- **What to produce**:
After finding the line that includes "the appropriate command." in the records below, transcribe it and each line after it through the last, exactly, and add nothing.

<<<<

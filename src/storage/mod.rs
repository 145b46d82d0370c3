//! # Storage Layer
//!
//! Everything that touches the filesystem: loading task lists and reading
//! configuration. Tasks themselves are never persisted.
//!
//! | Data | Format | Location |
//! |------|--------|----------|
//! | Task lists | JSON, JSONL or YAML | any file, or stdin |
//! | Project config | TOML | `.triage/config.toml` |
//! | Global config | TOML | platform config dir, `config.toml` |
//!
//! ## Key Types
//!
//! - [`TaskInput`] - A task list plus the strategy named in its envelope
//! - [`Config`] - Project and global configuration

mod input;
mod config;

pub use input::{InputError, InputFormat, TaskInput};
pub use config::{Config, ConfigError, GlobalConfig, ProjectConfig, PROJECT_DIR};
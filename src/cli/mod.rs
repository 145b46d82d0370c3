//! # Command-Line Interface
//!
//! User-facing CLI commands and output formatting.
//!
//! ## Commands
//!
//! | Command | Purpose |
//! |---------|---------|
//! | `init` | Write a default `.triage/config.toml` |
//! | `analyze` | Score and rank tasks, with an explanation per task |
//! | `matrix` | Group ranked tasks into Eisenhower quadrants |
//! | `cycles` | Show tasks flagged as circular dependencies |
//! | `strategies` | List scoring strategies |
//!
//! ## Output Formats
//!
//! All commands support `--format` flag:
//! - `text` (default) - Human-readable output
//! - `json` - `{"status": "success", "data": ...}` envelope
//!
//! ## Verbose Mode
//!
//! Use `--verbose` (or `-v`) for debug output:
//! ```bash
//! triage --verbose analyze tasks.json --today 2025-01-15
//! ```
//!
//! ## Entry Point
//!
//! Call [`run()`] to parse arguments and execute the appropriate command.

mod app;
mod output;
mod rank;

pub use app::{run, Cli, Commands};
pub use output::{Output, OutputFormat};
pub use rank::{InputArgs, ScoringArgs};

>>>>

- **Reply**:
//! Call [`run()`] to parse arguments and execute the appropriate command.

mod app;
mod output;
mod rank;

pub use app::{run, Cli, Commands};
pub use output::{Output, OutputFormat};
pub use rank::{InputArgs, ScoringArgs};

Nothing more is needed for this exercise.